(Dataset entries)
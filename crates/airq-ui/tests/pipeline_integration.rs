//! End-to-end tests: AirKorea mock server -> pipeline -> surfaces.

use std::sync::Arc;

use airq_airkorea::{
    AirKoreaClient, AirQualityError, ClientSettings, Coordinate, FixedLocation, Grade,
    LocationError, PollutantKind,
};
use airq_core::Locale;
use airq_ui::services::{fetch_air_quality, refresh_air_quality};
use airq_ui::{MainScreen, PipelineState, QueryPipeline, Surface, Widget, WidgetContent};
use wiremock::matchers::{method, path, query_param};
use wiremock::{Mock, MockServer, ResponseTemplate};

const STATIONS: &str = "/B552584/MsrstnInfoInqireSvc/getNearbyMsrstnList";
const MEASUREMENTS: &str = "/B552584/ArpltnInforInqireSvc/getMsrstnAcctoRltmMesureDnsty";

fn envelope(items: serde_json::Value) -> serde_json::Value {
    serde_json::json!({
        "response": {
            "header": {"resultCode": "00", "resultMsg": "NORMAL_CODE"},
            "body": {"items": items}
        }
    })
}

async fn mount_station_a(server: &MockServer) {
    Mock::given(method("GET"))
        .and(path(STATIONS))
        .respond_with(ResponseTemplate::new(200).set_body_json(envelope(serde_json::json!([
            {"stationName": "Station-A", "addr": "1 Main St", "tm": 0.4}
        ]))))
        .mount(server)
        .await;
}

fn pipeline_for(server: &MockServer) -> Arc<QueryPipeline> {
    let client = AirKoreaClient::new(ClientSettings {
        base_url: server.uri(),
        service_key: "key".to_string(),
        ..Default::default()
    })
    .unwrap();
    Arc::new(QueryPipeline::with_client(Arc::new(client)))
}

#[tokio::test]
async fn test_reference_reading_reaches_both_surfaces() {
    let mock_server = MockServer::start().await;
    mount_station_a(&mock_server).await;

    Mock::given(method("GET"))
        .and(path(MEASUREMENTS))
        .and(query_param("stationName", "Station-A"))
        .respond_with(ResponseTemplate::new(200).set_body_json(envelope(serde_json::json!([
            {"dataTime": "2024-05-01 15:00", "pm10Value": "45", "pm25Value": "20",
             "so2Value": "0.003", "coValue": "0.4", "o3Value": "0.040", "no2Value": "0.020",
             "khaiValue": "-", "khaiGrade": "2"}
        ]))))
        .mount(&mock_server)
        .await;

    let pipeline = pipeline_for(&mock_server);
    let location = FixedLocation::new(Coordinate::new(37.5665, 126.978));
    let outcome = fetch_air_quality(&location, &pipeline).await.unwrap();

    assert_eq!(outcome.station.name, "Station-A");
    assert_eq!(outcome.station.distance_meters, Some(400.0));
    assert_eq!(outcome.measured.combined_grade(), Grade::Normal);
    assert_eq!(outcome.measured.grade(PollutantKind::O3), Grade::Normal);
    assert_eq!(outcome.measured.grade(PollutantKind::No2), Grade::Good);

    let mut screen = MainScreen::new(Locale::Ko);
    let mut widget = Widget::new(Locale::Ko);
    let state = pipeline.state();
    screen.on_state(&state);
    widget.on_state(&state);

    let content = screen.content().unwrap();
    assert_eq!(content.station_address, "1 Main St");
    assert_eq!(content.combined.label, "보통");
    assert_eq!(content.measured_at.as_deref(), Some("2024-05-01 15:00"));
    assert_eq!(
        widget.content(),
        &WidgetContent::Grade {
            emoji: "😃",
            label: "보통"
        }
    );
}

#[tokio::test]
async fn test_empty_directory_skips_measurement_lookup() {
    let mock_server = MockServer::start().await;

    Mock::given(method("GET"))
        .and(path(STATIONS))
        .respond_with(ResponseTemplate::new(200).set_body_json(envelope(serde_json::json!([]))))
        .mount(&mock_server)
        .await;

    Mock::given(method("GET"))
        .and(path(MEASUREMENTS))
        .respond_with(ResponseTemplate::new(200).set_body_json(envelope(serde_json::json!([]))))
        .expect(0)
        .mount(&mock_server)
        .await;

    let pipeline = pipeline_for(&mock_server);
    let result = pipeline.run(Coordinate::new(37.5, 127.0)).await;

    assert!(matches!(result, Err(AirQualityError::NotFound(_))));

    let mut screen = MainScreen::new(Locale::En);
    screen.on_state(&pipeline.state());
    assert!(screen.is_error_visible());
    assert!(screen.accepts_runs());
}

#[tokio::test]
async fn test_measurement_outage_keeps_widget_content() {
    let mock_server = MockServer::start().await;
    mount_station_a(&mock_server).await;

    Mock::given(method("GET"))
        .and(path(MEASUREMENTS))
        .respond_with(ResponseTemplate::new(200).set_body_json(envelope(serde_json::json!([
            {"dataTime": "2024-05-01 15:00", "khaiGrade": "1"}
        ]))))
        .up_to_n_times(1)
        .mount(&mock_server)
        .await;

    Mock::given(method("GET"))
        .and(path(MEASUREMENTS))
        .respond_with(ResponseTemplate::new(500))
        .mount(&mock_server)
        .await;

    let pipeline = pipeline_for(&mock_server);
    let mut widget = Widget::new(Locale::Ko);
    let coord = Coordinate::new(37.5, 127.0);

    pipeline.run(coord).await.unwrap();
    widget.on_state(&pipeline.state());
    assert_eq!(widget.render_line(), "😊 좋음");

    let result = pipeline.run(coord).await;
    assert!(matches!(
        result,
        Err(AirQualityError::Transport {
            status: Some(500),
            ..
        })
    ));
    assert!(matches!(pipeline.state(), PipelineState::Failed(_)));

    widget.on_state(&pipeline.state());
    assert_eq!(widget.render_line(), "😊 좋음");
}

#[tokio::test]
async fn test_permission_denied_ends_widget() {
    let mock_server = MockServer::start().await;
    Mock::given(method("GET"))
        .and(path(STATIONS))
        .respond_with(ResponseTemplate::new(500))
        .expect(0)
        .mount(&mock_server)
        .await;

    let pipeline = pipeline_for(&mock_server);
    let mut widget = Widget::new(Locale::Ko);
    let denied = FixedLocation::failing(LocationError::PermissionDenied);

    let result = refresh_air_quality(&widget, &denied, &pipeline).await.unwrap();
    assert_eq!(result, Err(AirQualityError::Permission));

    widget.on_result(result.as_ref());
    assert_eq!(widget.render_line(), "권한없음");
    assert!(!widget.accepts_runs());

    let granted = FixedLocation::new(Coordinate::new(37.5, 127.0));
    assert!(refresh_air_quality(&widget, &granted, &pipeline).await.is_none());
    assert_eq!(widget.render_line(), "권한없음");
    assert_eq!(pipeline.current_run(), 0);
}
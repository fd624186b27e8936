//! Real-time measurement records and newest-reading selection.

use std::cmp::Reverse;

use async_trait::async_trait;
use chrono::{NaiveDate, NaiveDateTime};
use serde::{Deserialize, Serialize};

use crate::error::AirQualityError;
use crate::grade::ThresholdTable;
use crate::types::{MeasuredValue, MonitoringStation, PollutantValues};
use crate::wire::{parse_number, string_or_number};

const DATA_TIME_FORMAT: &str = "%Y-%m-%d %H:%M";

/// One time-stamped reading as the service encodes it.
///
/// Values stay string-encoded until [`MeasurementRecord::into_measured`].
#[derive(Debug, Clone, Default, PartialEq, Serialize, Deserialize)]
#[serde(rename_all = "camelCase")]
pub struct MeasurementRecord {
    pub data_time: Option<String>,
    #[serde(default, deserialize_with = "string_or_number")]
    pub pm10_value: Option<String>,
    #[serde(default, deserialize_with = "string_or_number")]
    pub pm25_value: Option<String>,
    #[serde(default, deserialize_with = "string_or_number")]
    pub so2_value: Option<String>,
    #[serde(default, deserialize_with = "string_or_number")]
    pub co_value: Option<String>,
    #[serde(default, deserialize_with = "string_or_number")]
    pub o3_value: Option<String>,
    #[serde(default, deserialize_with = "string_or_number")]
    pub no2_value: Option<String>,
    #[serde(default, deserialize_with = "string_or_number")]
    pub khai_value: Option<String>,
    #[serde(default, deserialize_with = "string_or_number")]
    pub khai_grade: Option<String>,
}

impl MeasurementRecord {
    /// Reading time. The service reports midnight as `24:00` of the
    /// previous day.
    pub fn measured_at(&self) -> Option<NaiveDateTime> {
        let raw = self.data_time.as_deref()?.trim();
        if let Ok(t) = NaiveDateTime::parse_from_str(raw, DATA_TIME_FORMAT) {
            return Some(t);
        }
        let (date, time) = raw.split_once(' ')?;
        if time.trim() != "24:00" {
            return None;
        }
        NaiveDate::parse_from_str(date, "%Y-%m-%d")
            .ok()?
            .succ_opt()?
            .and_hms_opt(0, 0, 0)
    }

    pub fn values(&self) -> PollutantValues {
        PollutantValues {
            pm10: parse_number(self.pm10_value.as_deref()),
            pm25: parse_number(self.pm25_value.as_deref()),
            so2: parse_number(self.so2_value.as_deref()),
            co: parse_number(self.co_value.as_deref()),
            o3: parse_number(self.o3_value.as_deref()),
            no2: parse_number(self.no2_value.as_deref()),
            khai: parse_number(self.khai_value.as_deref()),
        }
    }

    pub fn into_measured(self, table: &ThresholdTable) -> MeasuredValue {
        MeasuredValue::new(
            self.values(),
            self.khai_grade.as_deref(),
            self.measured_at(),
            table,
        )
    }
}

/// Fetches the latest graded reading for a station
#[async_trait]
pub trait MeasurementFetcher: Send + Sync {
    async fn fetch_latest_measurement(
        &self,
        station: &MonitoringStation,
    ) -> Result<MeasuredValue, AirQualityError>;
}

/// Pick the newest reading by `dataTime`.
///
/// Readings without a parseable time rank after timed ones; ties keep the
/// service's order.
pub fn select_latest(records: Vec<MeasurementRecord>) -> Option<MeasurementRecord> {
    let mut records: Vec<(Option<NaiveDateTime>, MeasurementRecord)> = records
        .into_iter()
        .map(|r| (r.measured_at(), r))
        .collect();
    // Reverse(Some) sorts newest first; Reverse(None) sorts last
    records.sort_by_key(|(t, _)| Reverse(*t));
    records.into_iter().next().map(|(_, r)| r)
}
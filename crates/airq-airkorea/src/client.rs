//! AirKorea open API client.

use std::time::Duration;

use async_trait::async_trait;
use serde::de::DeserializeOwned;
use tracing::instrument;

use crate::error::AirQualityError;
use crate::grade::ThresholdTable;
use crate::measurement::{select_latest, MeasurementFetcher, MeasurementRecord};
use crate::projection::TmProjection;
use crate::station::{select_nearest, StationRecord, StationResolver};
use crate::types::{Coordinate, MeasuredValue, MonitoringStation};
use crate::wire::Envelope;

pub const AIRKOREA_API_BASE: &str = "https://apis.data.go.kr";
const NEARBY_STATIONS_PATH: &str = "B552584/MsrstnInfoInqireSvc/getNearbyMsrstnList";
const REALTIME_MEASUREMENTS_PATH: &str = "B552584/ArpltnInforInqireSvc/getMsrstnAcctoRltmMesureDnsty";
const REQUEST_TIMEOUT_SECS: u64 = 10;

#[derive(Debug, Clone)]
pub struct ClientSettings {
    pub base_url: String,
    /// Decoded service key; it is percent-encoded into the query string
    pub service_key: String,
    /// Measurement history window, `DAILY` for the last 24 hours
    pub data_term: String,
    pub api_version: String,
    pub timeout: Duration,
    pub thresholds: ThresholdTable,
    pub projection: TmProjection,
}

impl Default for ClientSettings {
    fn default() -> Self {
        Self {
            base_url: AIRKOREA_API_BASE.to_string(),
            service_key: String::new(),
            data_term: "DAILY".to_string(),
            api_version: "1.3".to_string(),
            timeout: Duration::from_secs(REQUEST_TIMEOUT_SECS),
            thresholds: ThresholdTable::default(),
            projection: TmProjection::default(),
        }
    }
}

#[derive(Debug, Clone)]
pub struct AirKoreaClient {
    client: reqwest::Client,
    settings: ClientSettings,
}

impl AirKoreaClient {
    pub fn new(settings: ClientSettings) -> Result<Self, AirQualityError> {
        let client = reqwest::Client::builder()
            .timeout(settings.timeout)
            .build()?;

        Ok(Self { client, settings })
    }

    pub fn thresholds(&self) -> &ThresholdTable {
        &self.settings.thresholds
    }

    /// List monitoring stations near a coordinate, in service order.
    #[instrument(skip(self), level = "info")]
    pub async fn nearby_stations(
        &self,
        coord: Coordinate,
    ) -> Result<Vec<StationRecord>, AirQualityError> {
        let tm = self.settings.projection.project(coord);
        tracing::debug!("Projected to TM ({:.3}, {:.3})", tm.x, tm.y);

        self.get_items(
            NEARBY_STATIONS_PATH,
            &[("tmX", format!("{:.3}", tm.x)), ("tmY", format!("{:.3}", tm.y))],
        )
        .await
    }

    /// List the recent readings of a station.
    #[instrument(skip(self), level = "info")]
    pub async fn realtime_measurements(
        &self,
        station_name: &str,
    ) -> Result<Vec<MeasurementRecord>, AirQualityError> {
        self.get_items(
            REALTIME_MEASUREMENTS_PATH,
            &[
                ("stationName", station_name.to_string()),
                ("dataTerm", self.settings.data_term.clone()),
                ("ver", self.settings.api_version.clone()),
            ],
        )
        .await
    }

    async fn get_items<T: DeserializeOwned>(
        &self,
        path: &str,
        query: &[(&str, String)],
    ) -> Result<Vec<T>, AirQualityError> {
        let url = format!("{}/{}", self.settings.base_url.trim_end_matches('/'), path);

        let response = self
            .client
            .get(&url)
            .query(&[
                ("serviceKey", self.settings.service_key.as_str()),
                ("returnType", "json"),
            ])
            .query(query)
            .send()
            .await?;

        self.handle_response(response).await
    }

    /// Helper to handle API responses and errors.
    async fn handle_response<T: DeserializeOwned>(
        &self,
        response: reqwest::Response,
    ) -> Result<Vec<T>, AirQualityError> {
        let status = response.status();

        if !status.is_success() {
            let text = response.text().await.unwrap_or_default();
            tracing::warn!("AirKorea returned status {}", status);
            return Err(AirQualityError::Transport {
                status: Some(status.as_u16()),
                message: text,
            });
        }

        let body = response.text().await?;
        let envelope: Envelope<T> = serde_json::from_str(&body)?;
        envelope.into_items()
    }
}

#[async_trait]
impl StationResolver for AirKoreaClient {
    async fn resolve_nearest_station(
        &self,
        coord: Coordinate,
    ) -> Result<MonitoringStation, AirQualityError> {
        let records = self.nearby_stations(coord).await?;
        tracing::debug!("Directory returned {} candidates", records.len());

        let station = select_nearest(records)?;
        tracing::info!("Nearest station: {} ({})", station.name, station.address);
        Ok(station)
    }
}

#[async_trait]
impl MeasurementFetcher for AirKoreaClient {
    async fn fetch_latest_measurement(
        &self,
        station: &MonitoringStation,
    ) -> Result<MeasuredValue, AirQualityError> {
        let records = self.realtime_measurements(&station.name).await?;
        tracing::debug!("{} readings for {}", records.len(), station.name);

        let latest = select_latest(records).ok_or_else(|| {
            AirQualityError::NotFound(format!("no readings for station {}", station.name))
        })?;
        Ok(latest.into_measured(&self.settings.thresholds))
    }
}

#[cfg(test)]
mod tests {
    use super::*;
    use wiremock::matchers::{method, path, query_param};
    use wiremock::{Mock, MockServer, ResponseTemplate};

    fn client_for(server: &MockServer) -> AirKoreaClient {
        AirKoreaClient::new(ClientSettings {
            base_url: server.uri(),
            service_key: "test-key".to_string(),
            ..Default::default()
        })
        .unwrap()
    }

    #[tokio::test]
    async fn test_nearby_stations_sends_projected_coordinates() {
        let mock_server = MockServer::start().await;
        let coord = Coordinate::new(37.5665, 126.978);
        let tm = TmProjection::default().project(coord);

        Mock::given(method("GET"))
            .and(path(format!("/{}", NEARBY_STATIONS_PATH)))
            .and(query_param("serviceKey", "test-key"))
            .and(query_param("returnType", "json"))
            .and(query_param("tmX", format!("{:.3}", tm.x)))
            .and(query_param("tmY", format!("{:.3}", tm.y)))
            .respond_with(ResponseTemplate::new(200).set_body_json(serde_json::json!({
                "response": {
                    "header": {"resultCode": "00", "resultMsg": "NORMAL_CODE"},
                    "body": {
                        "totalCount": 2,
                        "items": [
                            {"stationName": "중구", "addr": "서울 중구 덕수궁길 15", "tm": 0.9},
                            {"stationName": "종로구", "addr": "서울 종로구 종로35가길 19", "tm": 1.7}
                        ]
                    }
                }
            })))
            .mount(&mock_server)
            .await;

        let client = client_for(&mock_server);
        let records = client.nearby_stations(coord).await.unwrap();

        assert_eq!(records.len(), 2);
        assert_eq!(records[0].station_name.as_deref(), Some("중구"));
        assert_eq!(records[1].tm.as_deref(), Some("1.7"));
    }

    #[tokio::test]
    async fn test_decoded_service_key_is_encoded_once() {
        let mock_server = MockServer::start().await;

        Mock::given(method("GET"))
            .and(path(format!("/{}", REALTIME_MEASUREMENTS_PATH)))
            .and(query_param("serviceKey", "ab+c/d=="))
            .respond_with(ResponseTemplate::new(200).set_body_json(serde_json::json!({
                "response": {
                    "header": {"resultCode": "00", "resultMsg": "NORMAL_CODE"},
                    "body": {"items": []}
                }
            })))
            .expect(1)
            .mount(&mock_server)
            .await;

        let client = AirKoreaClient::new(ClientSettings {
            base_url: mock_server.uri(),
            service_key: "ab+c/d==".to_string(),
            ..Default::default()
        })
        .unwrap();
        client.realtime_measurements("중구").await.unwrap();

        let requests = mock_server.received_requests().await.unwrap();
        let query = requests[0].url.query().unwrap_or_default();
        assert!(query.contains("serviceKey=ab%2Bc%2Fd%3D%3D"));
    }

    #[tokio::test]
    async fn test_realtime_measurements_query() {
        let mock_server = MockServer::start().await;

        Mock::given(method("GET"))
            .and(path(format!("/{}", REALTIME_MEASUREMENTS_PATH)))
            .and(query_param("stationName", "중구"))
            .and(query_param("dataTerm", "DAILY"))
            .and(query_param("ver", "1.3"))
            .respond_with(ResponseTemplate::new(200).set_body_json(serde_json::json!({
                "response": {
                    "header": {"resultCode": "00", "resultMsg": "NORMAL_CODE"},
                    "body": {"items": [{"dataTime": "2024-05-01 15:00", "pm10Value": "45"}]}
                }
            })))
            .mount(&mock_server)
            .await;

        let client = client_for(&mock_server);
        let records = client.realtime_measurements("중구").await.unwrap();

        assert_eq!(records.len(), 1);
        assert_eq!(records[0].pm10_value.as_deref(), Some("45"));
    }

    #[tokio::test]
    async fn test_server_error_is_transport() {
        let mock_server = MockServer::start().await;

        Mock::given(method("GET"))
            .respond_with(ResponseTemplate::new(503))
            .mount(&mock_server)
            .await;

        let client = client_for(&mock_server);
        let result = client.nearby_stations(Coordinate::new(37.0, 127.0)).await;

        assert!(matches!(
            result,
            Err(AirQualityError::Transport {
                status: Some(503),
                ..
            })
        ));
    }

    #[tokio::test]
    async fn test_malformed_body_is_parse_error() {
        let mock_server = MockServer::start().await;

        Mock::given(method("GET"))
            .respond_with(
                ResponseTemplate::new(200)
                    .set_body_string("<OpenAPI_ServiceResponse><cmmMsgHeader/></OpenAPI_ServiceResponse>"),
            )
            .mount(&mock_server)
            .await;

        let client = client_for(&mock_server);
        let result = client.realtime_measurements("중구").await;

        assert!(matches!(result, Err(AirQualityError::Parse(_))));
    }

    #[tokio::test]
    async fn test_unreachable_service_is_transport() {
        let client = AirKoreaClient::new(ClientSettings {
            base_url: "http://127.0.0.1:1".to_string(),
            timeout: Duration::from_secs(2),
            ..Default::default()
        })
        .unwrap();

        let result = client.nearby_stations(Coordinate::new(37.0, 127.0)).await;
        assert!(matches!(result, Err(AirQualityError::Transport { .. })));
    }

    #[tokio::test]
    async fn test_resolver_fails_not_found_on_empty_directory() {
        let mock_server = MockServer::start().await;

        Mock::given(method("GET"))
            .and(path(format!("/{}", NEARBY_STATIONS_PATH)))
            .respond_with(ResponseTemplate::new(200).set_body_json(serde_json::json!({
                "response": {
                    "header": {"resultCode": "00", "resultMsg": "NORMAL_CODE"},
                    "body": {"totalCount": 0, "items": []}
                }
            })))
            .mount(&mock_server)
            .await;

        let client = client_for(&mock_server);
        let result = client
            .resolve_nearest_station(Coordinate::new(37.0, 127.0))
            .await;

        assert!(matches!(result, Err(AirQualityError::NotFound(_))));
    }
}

ACTIVITY: When the records above are checked line by line, how many lines contain the word "returnType"? Please give only that number.

EXPECTED ANSWER: 2